Grupa muzyków to jeszcze nie orkiestra. W Skodzie Scali mimo liftingu nie wszystko gra dobrze

Skoda Scala po modernizacji ma sporo argumentów za tym, żeby się nią zainteresować. Ale wiecie jak jest - garść dobrych rzeczy zlepionych razem niekoniecznie daje dobry efekt.

Od razu muszę zaznaczyć, że Skoda Scala nie jest złym samochodem. Ale oferowany od pięciu lat model, nawet po modernizacji, zaczyna tracić większość swoich atutów. Albo inaczej, problemy zaczynają przesłaniać oczywiste wady.

Wróćmy jednak do początku, czyli do testowanej Skody, wyposażonej w teoretycznie ciekawą kombinację jednostki 1.0 (115 KM) ze skrzynią automatyczną DSG i z dość bogatym wyposażeniem.

Skoda Scala – TEST. Wciąż przekona potrzebujących praktyczności

Co by nie mówić o tym „pomostowym” aucie, jest bardzo fajnie zaprojektowane. Stylistyka może nie każdemu podpasować, ale duży, praktyczny i ustawny bagażnik na pewno ucieszy tych, którzy szukają niewielkiego auta rodzinnego. Mamy tu ponad 460 litrów do wykorzystania, ukryte pod pokaźną klapą. Do tego kieszonki, haczyki i „ograniczniki” na rzepy pomagają utrzymać porządek w bagażniku. Podobnie jak w większych modelach, znajdziemy też kilka schowków w środku, w tym kieszenie w oparciach przednich foteli. Akurat zmieści się telefon, który możemy naładować z gniazd USB-C, umieszczonych z tyłu.

Skoda Scala

Sama kanapa należy do tych „typowo skodowych” – przyzwoitych jeśli chodzi o komfort. Podobnie jest z fotelami z przodu, całkiem wygodnymi i obszernymi. Skoda umie zrobić fotel, który może "nie robi wrażenia" na pierwszy rzut oka, ale na pewno nie będzie przeszkadzać nawet jeśli pojedziemy autem w dłuższą trasę.

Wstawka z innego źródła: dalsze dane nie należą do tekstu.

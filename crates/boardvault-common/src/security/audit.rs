//! Custody Audit Logging
//!
//! Records every custody-relevant decision:
//! - Deposits into the pooled treasury
//! - Release requests, signatures, and cancellations
//! - Fund releases and failed transfers
//! - Rejected calls (guard violations)

use std::collections::HashMap;
use std::sync::Arc;

use parking_lot::RwLock;
use serde::{Deserialize, Serialize};
use tracing::{error, info, warn};

/// Audit event severity
#[derive(Debug, Clone, Copy, PartialEq, Eq, PartialOrd, Ord, Hash, Serialize, Deserialize)]
pub enum AuditSeverity {
    /// Informational - normal operation
    Info,
    /// Warning - rejected call
    Warning,
    /// Error - operation failed after admission
    Error,
}

impl std::fmt::Display for AuditSeverity {
    fn fmt(&self, f: &mut std::fmt::Formatter<'_>) -> std::fmt::Result {
        match self {
            AuditSeverity::Info => write!(f, "INFO"),
            AuditSeverity::Warning => write!(f, "WARN"),
            AuditSeverity::Error => write!(f, "ERROR"),
        }
    }
}

impl std::str::FromStr for AuditSeverity {
    type Err = String;

    fn from_str(s: &str) -> Result<Self, Self::Err> {
        match s.to_ascii_lowercase().as_str() {
            "info" => Ok(AuditSeverity::Info),
            "warn" | "warning" => Ok(AuditSeverity::Warning),
            "error" => Ok(AuditSeverity::Error),
            other => Err(format!("unknown audit severity: {}", other)),
        }
    }
}

/// Audit event category
#[derive(Debug, Clone, Copy, PartialEq, Eq, Hash, Serialize, Deserialize)]
pub enum AuditCategory {
    /// Vault construction
    Setup,
    /// Treasury deposits
    Deposit,
    /// Release request lifecycle (request, cancel)
    ReleaseRequest,
    /// Board member signatures
    Signature,
    /// Fund transfers out of the treasury
    Release,
    /// Calls refused because the caller lacks the privilege
    Authorization,
}

impl std::fmt::Display for AuditCategory {
    fn fmt(&self, f: &mut std::fmt::Formatter<'_>) -> std::fmt::Result {
        match self {
            AuditCategory::Setup => write!(f, "SETUP"),
            AuditCategory::Deposit => write!(f, "DEPOSIT"),
            AuditCategory::ReleaseRequest => write!(f, "REQUEST"),
            AuditCategory::Signature => write!(f, "SIGN"),
            AuditCategory::Release => write!(f, "RELEASE"),
            AuditCategory::Authorization => write!(f, "AUTHZ"),
        }
    }
}

/// Audit outcome
#[derive(Debug, Clone, Copy, PartialEq, Eq, Serialize, Deserialize)]
pub enum AuditOutcome {
    Success,
    Failure,
}

/// Audit event
#[derive(Debug, Clone, Serialize, Deserialize)]
pub struct AuditEvent {
    /// Unique event ID
    pub event_id: String,

    /// Timestamp (Unix millis)
    pub timestamp: i64,

    /// Event severity
    pub severity: AuditSeverity,

    /// Event category
    pub category: AuditCategory,

    /// Operation name (e.g., "deposit", "sign_release")
    pub action: String,

    /// Outcome (success/failure)
    pub outcome: AuditOutcome,

    /// Caller identity
    pub actor: Option<String>,

    /// Release cycle the event belongs to
    pub cycle_id: Option<String>,

    /// Additional details
    pub details: HashMap<String, String>,
}

impl AuditEvent {
    /// Create a new audit event
    pub fn new(category: AuditCategory, action: &str, outcome: AuditOutcome) -> Self {
        Self {
            event_id: uuid::Uuid::now_v7().to_string(),
            timestamp: chrono::Utc::now().timestamp_millis(),
            severity: match outcome {
                AuditOutcome::Success => AuditSeverity::Info,
                AuditOutcome::Failure => AuditSeverity::Warning,
            },
            category,
            action: action.to_string(),
            outcome,
            actor: None,
            cycle_id: None,
            details: HashMap::new(),
        }
    }

    /// Set severity
    pub fn with_severity(mut self, severity: AuditSeverity) -> Self {
        self.severity = severity;
        self
    }

    /// Set actor
    pub fn with_actor(mut self, actor: &str) -> Self {
        self.actor = Some(actor.to_string());
        self
    }

    /// Set release cycle
    pub fn with_cycle(mut self, cycle_id: &str) -> Self {
        self.cycle_id = Some(cycle_id.to_string());
        self
    }

    /// Add detail
    pub fn with_detail(mut self, key: &str, value: &str) -> Self {
        self.details.insert(key.to_string(), value.to_string());
        self
    }

    /// Convert to JSON string
    pub fn to_json(&self) -> String {
        serde_json::to_string(self).unwrap_or_else(|_| "{}".to_string())
    }
}

/// Audit log sink
pub trait AuditSink: Send + Sync {
    /// Write an audit event
    fn write(&self, event: &AuditEvent);
}

/// Console audit sink, routed through `tracing`
pub struct ConsoleAuditSink;

impl AuditSink for ConsoleAuditSink {
    fn write(&self, event: &AuditEvent) {
        let log_line = format!(
            "[{}] {} {} {} - actor={} cycle={} outcome={:?}",
            event.severity,
            event.category,
            event.action,
            event.event_id,
            event.actor.as_deref().unwrap_or("-"),
            event.cycle_id.as_deref().unwrap_or("-"),
            event.outcome,
        );

        match event.severity {
            AuditSeverity::Info => info!("{}", log_line),
            AuditSeverity::Warning => warn!("{}", log_line),
            AuditSeverity::Error => error!("{}", log_line),
        }
    }
}

/// In-memory audit sink, retains every event it receives
#[derive(Clone, Default)]
pub struct MemoryAuditSink {
    events: Arc<RwLock<Vec<AuditEvent>>>,
}

impl MemoryAuditSink {
    pub fn new() -> Self {
        Self::default()
    }

    /// Snapshot of recorded events
    pub fn events(&self) -> Vec<AuditEvent> {
        self.events.read().clone()
    }

    /// Events for a single operation name
    pub fn events_for(&self, action: &str) -> Vec<AuditEvent> {
        self.events
            .read()
            .iter()
            .filter(|e| e.action == action)
            .cloned()
            .collect()
    }

    pub fn len(&self) -> usize {
        self.events.read().len()
    }

    pub fn is_empty(&self) -> bool {
        self.events.read().is_empty()
    }
}

impl AuditSink for MemoryAuditSink {
    fn write(&self, event: &AuditEvent) {
        self.events.write().push(event.clone());
    }
}

/// Audit logger
pub struct AuditLogger {
    sinks: Vec<Box<dyn AuditSink>>,
    /// Minimum severity to log
    min_severity: AuditSeverity,
}

impl AuditLogger {
    /// Create a new audit logger writing to the console
    pub fn new() -> Self {
        Self {
            sinks: vec![Box::new(ConsoleAuditSink)],
            min_severity: AuditSeverity::Info,
        }
    }

    /// Create a logger with no sinks
    pub fn silent() -> Self {
        Self {
            sinks: vec![],
            min_severity: AuditSeverity::Info,
        }
    }

    /// Add a sink
    pub fn add_sink(&mut self, sink: Box<dyn AuditSink>) {
        self.sinks.push(sink);
    }

    /// Builder form of [`AuditLogger::add_sink`]
    pub fn with_sink(mut self, sink: Box<dyn AuditSink>) -> Self {
        self.add_sink(sink);
        self
    }

    /// Set minimum severity
    pub fn set_min_severity(&mut self, severity: AuditSeverity) {
        self.min_severity = severity;
    }

    /// Log an audit event
    pub fn log(&self, event: AuditEvent) {
        if event.severity < self.min_severity {
            return;
        }

        for sink in &self.sinks {
            sink.write(&event);
        }
    }

    /// Log an accepted operation
    pub fn log_accepted(
        &self,
        category: AuditCategory,
        action: &str,
        actor: &str,
        cycle_id: Option<&str>,
        details: &[(&str, String)],
    ) {
        let mut event = AuditEvent::new(category, action, AuditOutcome::Success).with_actor(actor);
        if let Some(cycle) = cycle_id {
            event = event.with_cycle(cycle);
        }
        for (key, value) in details {
            event = event.with_detail(key, value);
        }
        self.log(event);
    }

    /// Log a rejected operation with its error code
    pub fn log_rejected(
        &self,
        category: AuditCategory,
        action: &str,
        actor: &str,
        cycle_id: Option<&str>,
        code: &str,
    ) {
        let mut event = AuditEvent::new(category, action, AuditOutcome::Failure)
            .with_actor(actor)
            .with_detail("error", code);
        if let Some(cycle) = cycle_id {
            event = event.with_cycle(cycle);
        }
        self.log(event);
    }

    /// Log a failed transfer out of the treasury
    pub fn log_transfer_failure(
        &self,
        actor: &str,
        cycle_id: Option<&str>,
        recipient: &str,
        reason: &str,
    ) {
        let mut event = AuditEvent::new(AuditCategory::Release, "release_funds", AuditOutcome::Failure)
            .with_severity(AuditSeverity::Error)
            .with_actor(actor)
            .with_detail("error", "TransferFailed")
            .with_detail("recipient", recipient)
            .with_detail("reason", reason);
        if let Some(cycle) = cycle_id {
            event = event.with_cycle(cycle);
        }
        self.log(event);
    }
}

impl Default for AuditLogger {
    fn default() -> Self {
        Self::new()
    }
}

Podobnie jak ergonomiczne wnętrze. Jeśli ktoś miał kiedykolwiek do czynienia ze Skodami, nie zgubi się też w Scali. Odświeżone zegary czy multimedia nie zmieniły tego co najważniejsze, czyli łatwości obsługi.

Skoda Scala po modernizacji nie przeszła znaczących zmian w kwestiach jakości materiałów. Wciąż jest twardo, ale solidnie. Ciekawym motywem jest materiałowy pas zamiast srebrnego, czy (oby nigdy) fortepianowej czerni. Na pewno urozmaica to mało porywające wnętrze Skody.

Zaczyna się "pod górkę"

Skodę dostaliśmy w teoretycznie bardzo ciekawej konfiguracji. Jednostka 1.0 115 KM ma tylko trzy cylindry i małą pojemność, ale znana jest z w miarę płynnej pracy i dość przyzwoitej dynamiki. Połączono ją z siedmiobiegowym DSG, a więc mamy tutaj teoretycznie wystarczający silnik oraz automat.

Czyżby wygodny samochód "do wszystkiego"? Tak, ale nie.

Owszem, dynamika jest wystarczająca, zwłaszcza, co mnie zaskoczyło, potrafi dość stabilnie i względnie bezproblemowo poruszać się w zakresach prędkości autostradowych. Wiadomo, nie będzie to błyskawiczne przyspieszanie, ale w żadnym wypadku Scala nie będzie zawalidrogą na lewym pasie.

Problemy zaczynają się tam, gdzie ta kombinacja skrzyni i napędu wydawałaby się optymalna. 1.0 TSI fatalnie współpracuje ze skrzynią automatyczną.

"Dwusprzęgłówka" uwielbia gubić się przy zmianach biegu, zwłaszcza kiedy toczymy się powoli. Dynamiczne dodanie gazu powoduje panikę i w efekcie opóźnienia. Te potrafią występować również przy odpuszczaniu gazu po przyspieszaniu. Gaz już puszczony, a bieg jeszcze wysoki i "piłuje". Do tych problemów dołóżcie jeszcze system start-stop. Przyzwyczaiłem się do niego w wielu samochodach, ale Skoda Scala przenosi irytację na wyższy poziom. Stara się wyłączać silnik wcześnie, więc czasem zgaśnie, kiedy go jeszcze potrzebujemy. Do tego jest zupełnie niepłynny, i czasem wrażenia są, jakby właśnie nam to 1.0 TSI wypadło na ulicę.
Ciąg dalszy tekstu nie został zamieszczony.